Citing studies showing the opiate epidemic is less severe in states where marijuana is legal, Massachusetts Sen. Elizabeth Warren wants the feds to relax rules on marijuana research.

While recreational marijuana is legal in four states and the District of Columbia and medical marijuana is legal in 23 states, the drug remains illegal under federal laws, making it difficult for researchers to study its effects and potential uses, The Guardian notes. Researchers who want to study the drug need a license from the Drug Enforcement Administration and the approval of the Food and Drug Administration.

But there are indications that marijuana can be a useful, non-addictive alternative to opiates as a pain medicine.

In Massachusetts, hundreds of people who are addicted to opiates are being treated with medical marijuana, The Guardian reports. And while states across the country are reporting historically high numbers of heroin and prescription painkiller overdose deaths, a 2014 study published in the Journal of the American Medical Association found there are fewer opioid overdose deaths in states where medical marijuana is legal.

In a letter to the Centers for Disease Control, Warren asked officials “to explore every opportunity and tool available to work with states and other federal agencies on ways to tackle the opioid epidemic and collect information about alternative pain relief options.”

For Warren, it's a shift in view since she was opposed to legalization in 2012. When asked why she changed her mind, Warren told the Boston Globe, "I think we've learned more ...We ought to explore it and see what the consequences of marijuana use are.

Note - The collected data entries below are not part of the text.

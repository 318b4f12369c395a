//! Shared utilities, configuration, and error handling for Crowdfund
//!
//! This crate provides common functionality used across the Crowdfund application:
//! - Configuration management following 12-factor principles
//! - Error types and handling
//! - The `Currency` money type
//! - Request extractors shared by the HTTP layers

pub mod config;
pub mod currency;
pub mod db;
pub mod error;
pub mod extractors;
pub mod state;

pub use config::Config;
pub use currency::{Currency, CurrencyError};
pub use db::RepositoryError;
pub use error::{Error, Result};
pub use extractors::{Pagination, ValidatedJson};
pub use state::StateError;
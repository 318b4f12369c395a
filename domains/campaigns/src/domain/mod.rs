//! Campaigns domain layer: entities, the pledge state machine, validation

pub mod entities;
pub mod state;
pub mod validation;
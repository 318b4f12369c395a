//! Backing workflow integration tests
//!
//! Walks the session-threaded sequence end to end:
//! - POST /projects/back/{slug}/          - Submit a pledge anonymously
//! - GET  /projects/backer/authenticate/  - Bind it to the user's backer
//! - GET  /projects/pledge/thankyou/      - Confirm and send the email
//! - GET  /projects/project/{slug}/backed/ - Show the confirmation once

mod common;

use axum::http::StatusCode;
use crowdfund_campaigns::{PaymentProvider, Pledge, PledgeStatus, Reservation};
use crowdfund_common::Currency;
use crowdfund_email::mock::MockEmailService;
use uuid::Uuid;

use common::assertions::assert_redirect;
use common::{body_text, days_from_today, TestApp, TestUser};

const AUTHENTICATE: &str = "/projects/backer/authenticate/";
const THANK_YOU: &str = "/projects/pledge/thankyou/";
const LOGIN_REDIRECT: &str = "/accounts/login/?next=/projects/backer/authenticate/";

/// Fill up a reward with anonymous pledges
async fn claim(app: &TestApp, project_id: Uuid, reward_id: Uuid, count: usize) {
    for _ in 0..count {
        let pledge = Pledge::new(
            project_id,
            Some(reward_id),
            Currency::units(100),
            PaymentProvider::Paypal,
        )
        .unwrap();
        let reservation = app.repos.pledges.reserve(&pledge).await.unwrap();
        assert!(matches!(reservation, Reservation::Created(_)));
    }
}

mod test_full_workflow {
    use super::*;

    #[test_log::test(tokio::test)]
    async fn test_pledge_from_form_to_confirmation_page() {
        let app = TestApp::new();
        let project = app.project("solar-kiosk").await;
        let reward = app.reward(&project, 50, Some(2)).await;
        let user = TestUser::member();
        let mut browser = app.browser();

        // Back form lists the reward
        let response = browser.get("/projects/back/solar-kiosk/").await;
        assert_eq!(response.status(), StatusCode::OK);
        assert!(body_text(response).await.contains(&reward.id.to_string()));

        // Anonymous submission
        let reward_id = reward.id.to_string();
        let response = browser
            .post_form(
                "/projects/back/solar-kiosk/",
                &[("amount", "60.02"), ("reward", &reward_id), ("provider", "paypal")],
            )
            .await;
        assert_redirect(&response, AUTHENTICATE);

        let pledges = app.repos.pledges.list_for_project(project.id).await.unwrap();
        assert_eq!(pledges.len(), 1);
        let pledge_id = pledges[0].id;
        assert_eq!(pledges[0].amount.to_string(), "60.00");
        assert_eq!(pledges[0].backer_id, None);
        assert_eq!(pledges[0].status, PledgeStatus::Pending);

        // Not logged in yet
        let response = browser.get(AUTHENTICATE).await;
        assert_redirect(&response, LOGIN_REDIRECT);

        let response = browser.login(&user, AUTHENTICATE).await;
        assert_redirect(&response, AUTHENTICATE);

        // Logged in: pledge bound to the backer, off to the provider
        let response = browser.get(AUTHENTICATE).await;
        assert_redirect(&response, "https://paypal.test/checkout");

        let backer = app
            .repos
            .backers
            .get_by_user(user.id)
            .await
            .unwrap()
            .expect("backer created on authentication");
        assert_eq!(backer.email, user.email);
        let pledge = app.repos.pledges.get_by_id(pledge_id).await.unwrap().unwrap();
        assert_eq!(pledge.backer_id, Some(backer.id));

        // Provider return
        let response = browser.get(THANK_YOU).await;
        assert_redirect(&response, "/projects/project/solar-kiosk/backed/");

        let pledge = app.repos.pledges.get_by_id(pledge_id).await.unwrap().unwrap();
        assert_eq!(pledge.status, PledgeStatus::Completed);

        let emails = app.email.get_pledge_confirmations(pledge_id);
        assert_eq!(emails.len(), 1);
        assert_eq!(emails[0].message.to, user.email);
        assert_eq!(
            emails[0].message.subject,
            "Thank you for supporting Project solar-kiosk"
        );

        // Confirmation page renders once
        let response = browser.get("/projects/project/solar-kiosk/backed/").await;
        assert_eq!(response.status(), StatusCode::OK);
        let html = body_text(response).await;
        assert!(html.contains("60.00 CHF"));
        assert!(html.contains("Reward from 50"));

        let response = browser.get("/projects/project/solar-kiosk/backed/").await;
        assert_redirect(&response, "/projects/project/solar-kiosk/");

        // Both session keys are gone
        let response = browser.get(THANK_YOU).await;
        assert_redirect(&response, "/projects/");
        assert_eq!(app.email.email_count(), 1);
    }

    #[tokio::test]
    async fn test_bearer_token_authenticates_the_backer() {
        let app = TestApp::new();
        app.project("wind-farm").await;
        let user = TestUser::member();
        let mut browser = app.browser().with_bearer(&user);

        let response = browser
            .post_form(
                "/projects/back/wind-farm/",
                &[("amount", "25"), ("provider", "postfinance")],
            )
            .await;
        assert_redirect(&response, AUTHENTICATE);

        let response = browser.get(AUTHENTICATE).await;
        assert_redirect(&response, "https://postfinance.test/checkout");
    }
}

mod test_submit_validation {
    use super::*;

    #[tokio::test]
    async fn test_amount_below_reward_minimum_rerenders_form() {
        let app = TestApp::new();
        let project = app.project("solar-kiosk").await;
        let reward = app.reward(&project, 50, None).await;
        let mut browser = app.browser();

        let reward_id = reward.id.to_string();
        let response = browser
            .post_form(
                "/projects/back/solar-kiosk/",
                &[("amount", "49.95"), ("reward", &reward_id), ("provider", "paypal")],
            )
            .await;

        assert_eq!(response.status(), StatusCode::OK);
        assert!(body_text(response)
            .await
            .contains("Amount is too low for this reward."));
        assert!(app
            .repos
            .pledges
            .list_for_project(project.id)
            .await
            .unwrap()
            .is_empty());
    }

    #[tokio::test]
    async fn test_exhausted_reward_is_rejected() {
        let app = TestApp::new();
        let project = app.project("solar-kiosk").await;
        let reward = app.reward(&project, 10, Some(2)).await;
        claim(&app, project.id, reward.id, 2).await;
        let mut browser = app.browser();

        let reward_id = reward.id.to_string();
        let response = browser
            .post_form(
                "/projects/back/solar-kiosk/",
                &[("amount", "20"), ("reward", &reward_id), ("provider", "paypal")],
            )
            .await;

        assert_eq!(response.status(), StatusCode::OK);
        assert!(body_text(response)
            .await
            .contains("Sorry, this reward is not available anymore."));
        assert_eq!(
            app.repos.pledges.list_for_project(project.id).await.unwrap().len(),
            2
        );
    }

    #[tokio::test]
    async fn test_zero_quantity_reward_stays_selectable() {
        let app = TestApp::new();
        let project = app.project("solar-kiosk").await;
        let reward = app.reward(&project, 10, Some(0)).await;
        claim(&app, project.id, reward.id, 5).await;
        let mut browser = app.browser();

        let reward_id = reward.id.to_string();
        let response = browser
            .post_form(
                "/projects/back/solar-kiosk/",
                &[("amount", "10"), ("reward", &reward_id), ("provider", "paypal")],
            )
            .await;

        assert_redirect(&response, AUTHENTICATE);
    }

    #[tokio::test]
    async fn test_missing_fields_show_inline_errors() {
        let app = TestApp::new();
        app.project("solar-kiosk").await;
        let mut browser = app.browser();

        let response = browser.post_form("/projects/back/solar-kiosk/", &[]).await;

        assert_eq!(response.status(), StatusCode::OK);
        let html = body_text(response).await;
        assert!(html.contains("This field is required."));
        assert!(html.contains("Please select a payment provider."));
    }

    #[tokio::test]
    async fn test_huge_amount_is_an_inline_error() {
        let app = TestApp::new();
        let project = app.project("solar-kiosk").await;
        let mut browser = app.browser();

        let response = browser
            .post_form(
                "/projects/back/solar-kiosk/",
                &[
                    ("amount", "79228162514264337593543950335"),
                    ("provider", "paypal"),
                ],
            )
            .await;

        assert_eq!(response.status(), StatusCode::OK);
        assert!(body_text(response).await.contains("Enter a valid amount."));
        assert!(app
            .repos
            .pledges
            .list_for_project(project.id)
            .await
            .unwrap()
            .is_empty());
    }

    #[tokio::test]
    async fn test_reward_of_another_project_is_invalid() {
        let app = TestApp::new();
        app.project("solar-kiosk").await;
        let other = app.project("wind-farm").await;
        let foreign = app.reward(&other, 5, None).await;
        let mut browser = app.browser();

        let reward_id = foreign.id.to_string();
        let response = browser
            .post_form(
                "/projects/back/solar-kiosk/",
                &[("amount", "20"), ("reward", &reward_id), ("provider", "paypal")],
            )
            .await;

        assert_eq!(response.status(), StatusCode::OK);
        assert!(body_text(response).await.contains("Select a valid reward."));
    }
}

mod test_project_schedule {
    use super::*;

    #[tokio::test]
    async fn test_expired_project_redirects_without_creating_a_pledge() {
        let app = TestApp::new();
        let project = app
            .project_between("old-news", days_from_today(-30), days_from_today(0))
            .await;
        let mut browser = app.browser();

        let response = browser.get("/projects/back/old-news/").await;
        assert_redirect(&response, "/projects/project/old-news/");

        let response = browser
            .post_form(
                "/projects/back/old-news/",
                &[("amount", "20"), ("provider", "paypal")],
            )
            .await;
        assert_redirect(&response, "/projects/project/old-news/");

        assert!(app
            .repos
            .pledges
            .list_for_project(project.id)
            .await
            .unwrap()
            .is_empty());
    }

    #[tokio::test]
    async fn test_unstarted_project_cannot_be_backed() {
        let app = TestApp::new();
        app.project_between("coming-soon", days_from_today(1), days_from_today(30))
            .await;
        let mut browser = app.browser();

        let response = browser.get("/projects/back/coming-soon/").await;
        assert_eq!(response.status(), StatusCode::NOT_FOUND);

        let response = browser.get("/projects/back/no-such-project/").await;
        assert_eq!(response.status(), StatusCode::NOT_FOUND);
    }
}

mod test_session_steps {
    use super::*;

    #[tokio::test]
    async fn test_steps_without_a_pledge_go_back_to_the_list() {
        let app = TestApp::new();
        let mut browser = app.browser();

        assert_redirect(&browser.get(AUTHENTICATE).await, "/projects/");
        assert_redirect(&browser.get(THANK_YOU).await, "/projects/");
    }

    #[tokio::test]
    async fn test_thank_you_before_authentication_goes_to_authenticate() {
        let app = TestApp::new();
        app.project("solar-kiosk").await;
        let mut browser = app.browser();

        browser
            .post_form(
                "/projects/back/solar-kiosk/",
                &[("amount", "20"), ("provider", "paypal")],
            )
            .await;

        let response = browser.get(THANK_YOU).await;
        assert_redirect(&response, AUTHENTICATE);
        assert_eq!(app.email.email_count(), 0);
    }

    #[tokio::test]
    async fn test_backed_page_without_completion_redirects() {
        let app = TestApp::new();
        app.project("solar-kiosk").await;
        let mut browser = app.browser();

        let response = browser.get("/projects/project/solar-kiosk/backed/").await;
        assert_redirect(&response, "/projects/project/solar-kiosk/");
    }

    #[tokio::test]
    async fn test_one_backer_per_user_across_pledges() {
        let app = TestApp::new();
        let project = app.project("solar-kiosk").await;
        let user = TestUser::member();
        let mut browser = app.browser();
        browser.login(&user, "/projects/").await;

        for amount in ["20", "30"] {
            browser
                .post_form(
                    "/projects/back/solar-kiosk/",
                    &[("amount", amount), ("provider", "paypal")],
                )
                .await;
            let response = browser.get(AUTHENTICATE).await;
            assert_redirect(&response, "https://paypal.test/checkout");
            browser.get(THANK_YOU).await;
        }

        let backer = app.repos.backers.get_by_user(user.id).await.unwrap().unwrap();
        let pledges = app.repos.pledges.list_for_project(project.id).await.unwrap();
        assert_eq!(pledges.len(), 2);
        assert!(pledges.iter().all(|p| p.backer_id == Some(backer.id)));
        assert!(pledges.iter().all(|p| p.status == PledgeStatus::Completed));
        assert_eq!(app.email.get_emails_for_recipient(&user.email).len(), 2);
    }

    #[tokio::test]
    async fn test_pending_pledge_keeps_its_first_backer() {
        let app = TestApp::new();
        let project = app.project("solar-kiosk").await;
        let owner = TestUser::member();
        let mut browser = app.browser().with_bearer(&owner);

        browser
            .post_form(
                "/projects/back/solar-kiosk/",
                &[("amount", "20"), ("provider", "paypal")],
            )
            .await;
        let response = browser.get(AUTHENTICATE).await;
        assert_redirect(&response, "https://paypal.test/checkout");

        let mut browser = browser.with_bearer(&TestUser::member());
        let response = browser.get(AUTHENTICATE).await;
        assert_eq!(response.status(), StatusCode::BAD_REQUEST);

        let owner_backer = app.repos.backers.get_by_user(owner.id).await.unwrap().unwrap();
        let pledges = app.repos.pledges.list_for_project(project.id).await.unwrap();
        assert_eq!(pledges[0].backer_id, Some(owner_backer.id));

        // The original backer can still carry on.
        let mut browser = browser.with_bearer(&owner);
        let response = browser.get(AUTHENTICATE).await;
        assert_redirect(&response, "https://paypal.test/checkout");
    }

    #[test_log::test(tokio::test)]
    async fn test_email_failure_is_a_server_error() {
        let app = TestApp::with_email(MockEmailService::new_failing());
        app.project("solar-kiosk").await;
        let user = TestUser::member();
        let mut browser = app.browser().with_bearer(&user);

        browser
            .post_form(
                "/projects/back/solar-kiosk/",
                &[("amount", "20"), ("provider", "paypal")],
            )
            .await;
        browser.get(AUTHENTICATE).await;

        let response = browser.get(THANK_YOU).await;
        assert_eq!(response.status(), StatusCode::INTERNAL_SERVER_ERROR);
    }
}
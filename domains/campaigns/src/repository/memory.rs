//! In-memory implementation of every campaigns repository
//!
//! Mirrors the PostgreSQL constraints the handlers rely on: unique slugs,
//! one backer per user, cascading project deletes, and reward reservation
//! checked under the same lock as the insert.

use std::collections::HashSet;
use std::sync::{Mutex, MutexGuard};

use async_trait::async_trait;
use chrono::{NaiveDate, Utc};
use crowdfund_common::{Currency, RepositoryError};
use uuid::Uuid;

use super::{
    BackerRepository, CategoryRepository, PledgeRepository, PledgeTotals, ProjectRepository,
    RepoResult, Reservation, RewardRepository,
};
use crate::domain::entities::{
    Backer, Category, Pledge, PledgeStatus, Project, Reward, RewardAvailability,
};

#[derive(Debug, Default)]
struct Tables {
    projects: Vec<Project>,
    categories: Vec<Category>,
    rewards: Vec<Reward>,
    backers: Vec<Backer>,
    pledges: Vec<Pledge>,
}

impl Tables {
    fn pledges_for_reward(&self, reward_id: Uuid) -> i64 {
        self.pledges
            .iter()
            .filter(|p| p.reward_id == Some(reward_id))
            .count() as i64
    }

    fn sorted_rewards(&self, project_id: Uuid) -> Vec<Reward> {
        let mut rewards: Vec<Reward> = self
            .rewards
            .iter()
            .filter(|r| r.project_id == project_id)
            .cloned()
            .collect();
        rewards.sort_by(|a, b| a.order.cmp(&b.order).then(a.minimum.cmp(&b.minimum)));
        rewards
    }
}

#[derive(Debug, Default)]
pub struct InMemoryCampaigns {
    tables: Mutex<Tables>,
}

impl InMemoryCampaigns {
    // The lock is never held across an await.
    fn tables(&self) -> MutexGuard<'_, Tables> {
        self.tables
            .lock()
            .unwrap_or_else(|poisoned| poisoned.into_inner())
    }
}

#[async_trait]
impl ProjectRepository for InMemoryCampaigns {
    async fn get_by_id(&self, id: Uuid) -> RepoResult<Option<Project>> {
        Ok(self.tables().projects.iter().find(|p| p.id == id).cloned())
    }

    async fn get_by_slug(&self, slug: &str) -> RepoResult<Option<Project>> {
        Ok(self
            .tables()
            .projects
            .iter()
            .find(|p| p.slug == slug)
            .cloned())
    }

    async fn list_started(
        &self,
        today: NaiveDate,
        category_id: Option<Uuid>,
    ) -> RepoResult<Vec<Project>> {
        let mut projects: Vec<Project> = self
            .tables()
            .projects
            .iter()
            .filter(|p| p.has_started(today))
            .filter(|p| category_id.is_none() || p.category_id == category_id)
            .cloned()
            .collect();
        projects.sort_by_key(|p| p.created_at);
        Ok(projects)
    }

    async fn search(
        &self,
        query: Option<&str>,
        offset: i64,
        limit: i64,
    ) -> RepoResult<Vec<Project>> {
        let needle = query.map(str::to_lowercase);
        let mut projects: Vec<Project> = self
            .tables()
            .projects
            .iter()
            .filter(|p| match &needle {
                Some(needle) => {
                    p.title.to_lowercase().contains(needle) || p.slug.contains(needle.as_str())
                }
                None => true,
            })
            .cloned()
            .collect();
        projects.sort_by(|a, b| b.end.cmp(&a.end).then(b.created_at.cmp(&a.created_at)));

        Ok(projects
            .into_iter()
            .skip(offset.max(0) as usize)
            .take(limit.max(0) as usize)
            .collect())
    }

    async fn create(&self, project: &Project) -> RepoResult<Project> {
        let mut tables = self.tables();
        if tables.projects.iter().any(|p| p.slug == project.slug) {
            return Err(RepositoryError::AlreadyExists);
        }
        tables.projects.push(project.clone());
        Ok(project.clone())
    }

    async fn update(&self, project: &Project) -> RepoResult<Project> {
        let mut tables = self.tables();
        if tables
            .projects
            .iter()
            .any(|p| p.slug == project.slug && p.id != project.id)
        {
            return Err(RepositoryError::AlreadyExists);
        }

        let existing = tables
            .projects
            .iter_mut()
            .find(|p| p.id == project.id)
            .ok_or(RepositoryError::NotFound)?;
        *existing = Project {
            updated_at: Utc::now(),
            ..project.clone()
        };
        Ok(existing.clone())
    }

    async fn delete(&self, id: Uuid) -> RepoResult<bool> {
        let mut tables = self.tables();
        let before = tables.projects.len();
        tables.projects.retain(|p| p.id != id);
        if tables.projects.len() == before {
            return Ok(false);
        }
        tables.rewards.retain(|r| r.project_id != id);
        tables.pledges.retain(|p| p.project_id != id);
        Ok(true)
    }
}

#[async_trait]
impl CategoryRepository for InMemoryCampaigns {
    async fn list(&self) -> RepoResult<Vec<Category>> {
        let mut categories = self.tables().categories.clone();
        categories.sort_by(|a, b| a.title.cmp(&b.title));
        Ok(categories)
    }

    async fn get_by_id(&self, id: Uuid) -> RepoResult<Option<Category>> {
        Ok(self
            .tables()
            .categories
            .iter()
            .find(|c| c.id == id)
            .cloned())
    }

    async fn get_by_slug(&self, slug: &str) -> RepoResult<Option<Category>> {
        Ok(self
            .tables()
            .categories
            .iter()
            .find(|c| c.slug == slug)
            .cloned())
    }

    async fn create(&self, category: &Category) -> RepoResult<Category> {
        let mut tables = self.tables();
        if tables.categories.iter().any(|c| c.slug == category.slug) {
            return Err(RepositoryError::AlreadyExists);
        }
        tables.categories.push(category.clone());
        Ok(category.clone())
    }

    async fn delete(&self, id: Uuid) -> RepoResult<bool> {
        let mut tables = self.tables();
        let before = tables.categories.len();
        tables.categories.retain(|c| c.id != id);
        if tables.categories.len() == before {
            return Ok(false);
        }
        for project in tables.projects.iter_mut() {
            if project.category_id == Some(id) {
                project.category_id = None;
            }
        }
        Ok(true)
    }
}

#[async_trait]
impl RewardRepository for InMemoryCampaigns {
    async fn list_for_project(&self, project_id: Uuid) -> RepoResult<Vec<Reward>> {
        Ok(self.tables().sorted_rewards(project_id))
    }

    async fn availability(&self, project_id: Uuid) -> RepoResult<Vec<RewardAvailability>> {
        let tables = self.tables();
        Ok(tables
            .sorted_rewards(project_id)
            .into_iter()
            .map(|reward| RewardAvailability {
                pledged: tables.pledges_for_reward(reward.id),
                reward,
            })
            .collect())
    }

    async fn get_by_id(&self, id: Uuid) -> RepoResult<Option<Reward>> {
        Ok(self.tables().rewards.iter().find(|r| r.id == id).cloned())
    }

    async fn create(&self, reward: &Reward) -> RepoResult<Reward> {
        let mut tables = self.tables();
        if !tables.projects.iter().any(|p| p.id == reward.project_id) {
            return Err(RepositoryError::InvalidData(
                "Reward references an unknown project".to_string(),
            ));
        }
        tables.rewards.push(reward.clone());
        Ok(reward.clone())
    }

    async fn update(&self, reward: &Reward) -> RepoResult<Reward> {
        let mut tables = self.tables();
        let existing = tables
            .rewards
            .iter_mut()
            .find(|r| r.id == reward.id)
            .ok_or(RepositoryError::NotFound)?;
        existing.minimum = reward.minimum;
        existing.description = reward.description.clone();
        existing.quantity = reward.quantity;
        existing.order = reward.order;
        Ok(existing.clone())
    }

    async fn delete(&self, id: Uuid) -> RepoResult<bool> {
        let mut tables = self.tables();
        let before = tables.rewards.len();
        tables.rewards.retain(|r| r.id != id);
        if tables.rewards.len() == before {
            return Ok(false);
        }
        for pledge in tables.pledges.iter_mut() {
            if pledge.reward_id == Some(id) {
                pledge.reward_id = None;
            }
        }
        Ok(true)
    }
}

#[async_trait]
impl BackerRepository for InMemoryCampaigns {
    async fn get_by_id(&self, id: Uuid) -> RepoResult<Option<Backer>> {
        Ok(self.tables().backers.iter().find(|b| b.id == id).cloned())
    }

    async fn get_by_user(&self, user_id: Uuid) -> RepoResult<Option<Backer>> {
        Ok(self
            .tables()
            .backers
            .iter()
            .find(|b| b.user_id == user_id)
            .cloned())
    }

    async fn get_or_create(&self, candidate: &Backer) -> RepoResult<Backer> {
        let mut tables = self.tables();
        if let Some(existing) = tables
            .backers
            .iter()
            .find(|b| b.user_id == candidate.user_id)
        {
            return Ok(existing.clone());
        }
        tables.backers.push(candidate.clone());
        Ok(candidate.clone())
    }
}

#[async_trait]
impl PledgeRepository for InMemoryCampaigns {
    async fn reserve(&self, pledge: &Pledge) -> RepoResult<Reservation> {
        let mut tables = self.tables();

        if let Some(reward_id) = pledge.reward_id {
            let available = tables
                .rewards
                .iter()
                .find(|r| r.id == reward_id && r.project_id == pledge.project_id)
                .is_some_and(|reward| reward.is_available(tables.pledges_for_reward(reward_id)));
            if !available {
                return Ok(Reservation::RewardUnavailable);
            }
        }

        tables.pledges.push(pledge.clone());
        Ok(Reservation::Created(pledge.clone()))
    }

    async fn get_by_id(&self, id: Uuid) -> RepoResult<Option<Pledge>> {
        Ok(self.tables().pledges.iter().find(|p| p.id == id).cloned())
    }

    async fn update(&self, pledge: &Pledge) -> RepoResult<Pledge> {
        let mut tables = self.tables();
        let existing = tables
            .pledges
            .iter_mut()
            .find(|p| p.id == pledge.id)
            .ok_or(RepositoryError::NotFound)?;
        existing.backer_id = pledge.backer_id;
        existing.status = pledge.status;
        existing.updated_at = pledge.updated_at;
        Ok(existing.clone())
    }

    async fn list_for_project(&self, project_id: Uuid) -> RepoResult<Vec<Pledge>> {
        let mut pledges: Vec<Pledge> = self
            .tables()
            .pledges
            .iter()
            .filter(|p| p.project_id == project_id)
            .cloned()
            .collect();
        pledges.sort_by(|a, b| b.created_at.cmp(&a.created_at));
        Ok(pledges)
    }

    async fn totals(&self, project_id: Uuid) -> RepoResult<PledgeTotals> {
        let tables = self.tables();
        let completed: Vec<&Pledge> = tables
            .pledges
            .iter()
            .filter(|p| p.project_id == project_id && p.status == PledgeStatus::Completed)
            .collect();

        let backers: HashSet<Uuid> = completed.iter().filter_map(|p| p.backer_id).collect();

        Ok(PledgeTotals {
            pledged: completed.iter().map(|p| p.amount).sum::<Currency>(),
            backers: backers.len() as i64,
        })
    }
}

The painkiller and heroin epidemic has become a talking point among presidential candidates, in addition to the spike in overdose deaths. In 2013, opiate overdoses surpassed car crashes as the leading cause of "injury death" among people between 25 and 64, and an average of 44 Americans die from overdoses every day, according to the CDC.

With attitudes toward marijuana becoming increasingly relaxed, and politicians worried about opiates, Warren said she believes the time is right to approve marijuana research.

“A couple of states have legalized marijuana for recreational use," Warren said. "Frankly, I think we ought to be learning what we can from those states."